Arqueólogo Manoel Gonzalez usa pincel para limpar fragmentos de restos humanos, que ajudam a
entender a história dos primeiros povos
Foto: Edison Baraçal, publicada com a
matéria
HISTÓRIA
Descoberto em Guarujá maior sítio arqueológico da América
Sambaqui foi achado por agentes da Secretaria de Meio-Ambiente entre a Serra do
Guararu e o Canal de Bertioga
Alessio Venturelli
Da Redação
Um verdadeiro tesouro da história da evolução humana foi
descoberto no último dia 22 de junho, em Guarujá, por agentes da Secretaria Municipal de Meio-Ambiente, durante um patrulhamento de rotina pelas
imediações do Rio Crumaú - região de mangue localizada entre a Serra do Guararu e o Canal de Bertioga. Trata-se
do maior sítio arqueológico dos povos indígenas que habitaram o litoral das Américas no período arcaico (ou pré-cerâmica), compreendido entre 8 mil
e 500 a.C.
Um enorme cemitério pré-histórico se formou, ao longo de milhares de anos, numa montanha de
calcário e matéria orgânica (de 31 metros de altura e cerca de 100 de largura), resultado da sedimentação de conchas, ossadas humanas, fragmentos de
peixes e de mamíferos que ali se compactaram com o tempo.

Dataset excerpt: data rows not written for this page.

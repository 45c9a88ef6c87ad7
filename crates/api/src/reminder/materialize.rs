use dosecal_domain::{
    CreatedEventRef, MealProfile, Medication, MedicationReminderResult, ReminderEvent,
    ReminderPlan, ID,
};
use dosecal_infra::{AppContext, CalendarGatewayError};
use tracing::{info, warn};

/// The owner's stored meal profile, or the default profile when none has
/// been saved yet. The fallback is deliberate: a missing profile must not
/// block reminder creation.
pub(crate) async fn resolve_meal_profile(user_id: &ID, ctx: &AppContext) -> MealProfile {
    match ctx.repos.meal_profiles.find(user_id).await {
        Some(profile) => profile,
        None => MealProfile::default(),
    }
}

/// Submits one recurring calendar event per plan slot and folds the
/// per-slot outcomes into a medication-level result.
///
/// Failure handling is two-tier. A gateway error on one slot is logged,
/// counted and the remaining slots are still attempted. A missing or
/// invalid credential is systemic: the remaining slots are skipped and the
/// result is flagged with `needs_auth` so the caller can prompt the user
/// to reconnect their calendar.
pub(crate) async fn materialize(
    medication: &Medication,
    plan: &ReminderPlan,
    ctx: &AppContext,
) -> MedicationReminderResult {
    if plan.is_empty() {
        return MedicationReminderResult {
            medication_name: medication.name.clone(),
            success: false,
            created_events: vec![],
            message: "No medication times to schedule".into(),
            needs_auth: false,
        };
    }

    let now = ctx.sys.now();
    let mut created_events = Vec::with_capacity(plan.len());
    let mut failed_slots = 0;

    for slot in plan.slots() {
        let event = ReminderEvent::from_slot(medication, slot, now);
        match ctx
            .calendar
            .create_recurring_event(&medication.user_id, &event)
            .await
        {
            Ok(created) => {
                info!(
                    "Created reminder event for {} at {}: {}",
                    medication.name, slot.time, created.html_link
                );
                created_events.push(CreatedEventRef {
                    event_id: created.event_id,
                    event_link: created.html_link,
                    time: slot.time,
                    label: slot.label.clone(),
                });
            }
            Err(CalendarGatewayError::AuthenticationRequired) => {
                warn!(
                    "Calendar authentication required for user: {}. Skipping remaining slots of {}",
                    medication.user_id, medication.name
                );
                return MedicationReminderResult {
                    medication_name: medication.name.clone(),
                    success: false,
                    created_events,
                    message: "Calendar authentication required".into(),
                    needs_auth: true,
                };
            }
            Err(CalendarGatewayError::Gateway(e)) => {
                warn!(
                    "Failed to create reminder event for {} at {}: {}",
                    medication.name, slot.time, e
                );
                failed_slots += 1;
            }
        }
    }

    let message = if failed_slots == 0 {
        format!(
            "Created {} recurring reminder(s) for {}",
            created_events.len(),
            medication.name
        )
    } else {
        format!(
            "Created {} recurring reminder(s) for {}, {} slot(s) failed",
            created_events.len(),
            medication.name,
            failed_slots
        )
    };

    MedicationReminderResult {
        medication_name: medication.name.clone(),
        success: true,
        created_events,
        message,
        needs_auth: false,
    }
}
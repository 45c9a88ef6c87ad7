mod calendar_credential;
mod meal_profile;
mod medication;

pub use calendar_credential::{CalendarCredential, ICalendarCredentialRepo};
pub use meal_profile::IMealProfileRepo;
pub use medication::IMedicationRepo;

use calendar_credential::InMemoryCalendarCredentialRepo;
use meal_profile::InMemoryMealProfileRepo;
use medication::InMemoryMedicationRepo;
use std::sync::Arc;

#[derive(Clone)]
pub struct Repos {
    pub meal_profiles: Arc<dyn IMealProfileRepo>,
    pub medications: Arc<dyn IMedicationRepo>,
    pub calendar_credentials: Arc<dyn ICalendarCredentialRepo>,
}

impl Repos {
    pub fn create_inmemory() -> Self {
        Self {
            meal_profiles: Arc::new(InMemoryMealProfileRepo::new()),
            medications: Arc::new(InMemoryMedicationRepo::new()),
            calendar_credentials: Arc::new(InMemoryCalendarCredentialRepo::new()),
        }
    }
}
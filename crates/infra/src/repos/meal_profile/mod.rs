mod inmemory;

pub use inmemory::InMemoryMealProfileRepo;

use dosecal_domain::{MealProfile, ID};

#[async_trait::async_trait]
pub trait IMealProfileRepo: Send + Sync {
    async fn save(&self, user_id: &ID, profile: &MealProfile) -> anyhow::Result<()>;
    async fn find(&self, user_id: &ID) -> Option<MealProfile>;
}

#[cfg(test)]
mod tests {
    use super::*;
    use dosecal_domain::ClockTime;

    #[tokio::test]
    async fn saves_and_finds_profile_by_user() {
        let repo = InMemoryMealProfileRepo::new();
        let user_id = ID::new();

        assert!(repo.find(&user_id).await.is_none());

        let profile = MealProfile {
            breakfast_time: ClockTime::hm(7, 0),
            ..MealProfile::default()
        };
        repo.save(&user_id, &profile).await.unwrap();
        assert_eq!(repo.find(&user_id).await, Some(profile.clone()));

        // Saving again replaces the stored profile
        let updated = MealProfile {
            dinner_time: ClockTime::hm(20, 0),
            ..profile
        };
        repo.save(&user_id, &updated).await.unwrap();
        assert_eq!(repo.find(&user_id).await, Some(updated));
    }
}
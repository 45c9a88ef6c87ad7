use crate::time::ClockTime;
use serde::{Deserialize, Serialize};

/// Reference to a calendar event the gateway created for one slot.
#[derive(Debug, Clone, PartialEq, Serialize, Deserialize)]
#[serde(rename_all = "camelCase")]
pub struct CreatedEventRef {
    pub event_id: String,
    pub event_link: String,
    pub time: ClockTime,
    pub label: String,
}

/// Outcome of materializing one medication's reminder plan.
///
/// Slot-level gateway failures are non-fatal: the result can be a success
/// with fewer created events than plan slots. `needs_auth` marks the
/// systemic case where the user's calendar credential was missing or
/// invalid, so the caller can prompt for re-authentication.
#[derive(Debug, Clone, Serialize, Deserialize)]
#[serde(rename_all = "camelCase")]
pub struct MedicationReminderResult {
    pub medication_name: String,
    pub success: bool,
    pub created_events: Vec<CreatedEventRef>,
    pub message: String,
    pub needs_auth: bool,
}

/// Aggregated outcome of a batch run over several medications.
#[derive(Debug, Clone, Serialize, Deserialize)]
#[serde(rename_all = "camelCase")]
pub struct BatchSummary {
    pub results: Vec<MedicationReminderResult>,
    pub total_count: usize,
    pub success_count: usize,
    pub failed_count: usize,
}

impl BatchSummary {
    pub fn tally(results: Vec<MedicationReminderResult>) -> Self {
        let total_count = results.len();
        let success_count = results.iter().filter(|r| r.success).count();
        Self {
            total_count,
            success_count,
            failed_count: total_count - success_count,
            results,
        }
    }

    /// True when any medication failed because the calendar credential is
    /// missing or invalid. Callers surface a re-authentication prompt.
    pub fn needs_auth(&self) -> bool {
        self.results.iter().any(|r| r.needs_auth)
    }
}
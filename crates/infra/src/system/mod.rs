use chrono::{DateTime, TimeZone, Utc};
use chrono_tz::Tz;
use dosecal_domain::SCHEDULING_TZ;

// Mocking out time so that it is possible to run tests that depend on time.
pub trait ISys: Send + Sync {
    /// The current timestamp in millis
    fn get_timestamp_millis(&self) -> i64;

    /// The current instant in the scheduling timezone
    fn now(&self) -> DateTime<Tz> {
        SCHEDULING_TZ
            .timestamp_millis_opt(self.get_timestamp_millis())
            .single()
            .expect("A unix timestamp maps to exactly one instant")
    }
}

/// System that gets the real time and is used when not testing
pub struct RealSys {}
impl ISys for RealSys {
    fn get_timestamp_millis(&self) -> i64 {
        Utc::now().timestamp_millis()
    }
}

/// System frozen at a given timestamp, used in tests
pub struct FixedSys(pub i64);
impl ISys for FixedSys {
    fn get_timestamp_millis(&self) -> i64 {
        self.0
    }
}
use actix_web::web;

mod materialize;
mod schedule_batch_reminders;
mod schedule_medication_reminders;

pub(crate) use materialize::{materialize, resolve_meal_profile};

use schedule_batch_reminders::schedule_batch_reminders_controller;
use schedule_medication_reminders::schedule_medication_reminders_controller;

pub fn configure_routes(cfg: &mut web::ServiceConfig) {
    cfg.route(
        "/user/{user_id}/reminders",
        web::post().to(schedule_batch_reminders_controller),
    );
    cfg.route(
        "/user/{user_id}/reminders/medication/{medication_id}",
        web::post().to(schedule_medication_reminders_controller),
    );
}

Apesar de pouco comuns, essas formações são conhecidas por arqueólogos e têm sido identificadas em
quantidade cada vez maior nos últimos 30 anos, principalmente no Litoral Paulista. Chamam-se sambaquis (palavra derivada da língua tupi, que
significa monte de conchas), mesmo nome como também são denominados os antepassados que habitaram o Continente Americano durante esse período.
|
Material pertenceu aos povos indígenas que habitaram o litoral no período arcaico (ou
pré-cerâmica), compreendido entre 8 mil e 500 a.C. |
|
História - Registros históricos dão conta que esses grupos primitivos eram nômades,
panteístas (cultuavam animais como deuses) e viviam basicamente da caça e coleta de moluscos. As carapaças desses animais eram utilizadas como
principal matéria-prima para a fabricação de utensílios domésticos, adereços. Também serviam para a construção de suas sepulturas que, reunidas,
formavam essas montanhas funerárias, hoje chamadas de sambaquis.
Encontradas principalmente no litoral brasileiro, essas formações não costumam passar de dois
metros de altura, o que torna a recente descoberta ocorrida em Guarujá algo mais do que especial para os estudiosos da evolução humana.

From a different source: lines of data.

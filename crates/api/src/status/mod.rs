use actix_web::{web, HttpResponse};
use dosecal_api_structs::get_service_health::*;

async fn status() -> HttpResponse {
    HttpResponse::Ok().json(APIResponse {
        message: "Yo! We are up!\r\n".into(),
    })
}

pub fn configure_routes(cfg: &mut web::ServiceConfig) {
    cfg.route("/", web::get().to(status));
}
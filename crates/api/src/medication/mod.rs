use actix_web::web;

mod add_medications;
mod get_medications;

use add_medications::add_medications_controller;
use get_medications::get_medications_controller;

pub fn configure_routes(cfg: &mut web::ServiceConfig) {
    cfg.route(
        "/user/{user_id}/prescription/{prescription_id}/medications",
        web::post().to(add_medications_controller),
    );
    cfg.route(
        "/user/{user_id}/medications",
        web::get().to(get_medications_controller),
    );
}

"É o maior sambaqui já identificado em todo o planeta", garante o arqueólogo Manoel Gonzalez,
diretor do Centro Regional de Pesquisas Arqueológicas do Museu de Arqueologia e Etnologia da USP. Ele estima que centenas de esqueletos humanos
estejam enterrados no local, devido às dimensões do sítio arqueológico.
"Ele tem quase dez metros a mais do que o maior sambaqui até então identificado, que é o Garopaba
Sul, de 22 metros (localizado em Santa Catarina)", compara Gonzalez. Há quatro anos o diretor pesquisa essas estruturas em rios e manguezais da
Baixada Santista, onde já encontrou evidências da história desses povos.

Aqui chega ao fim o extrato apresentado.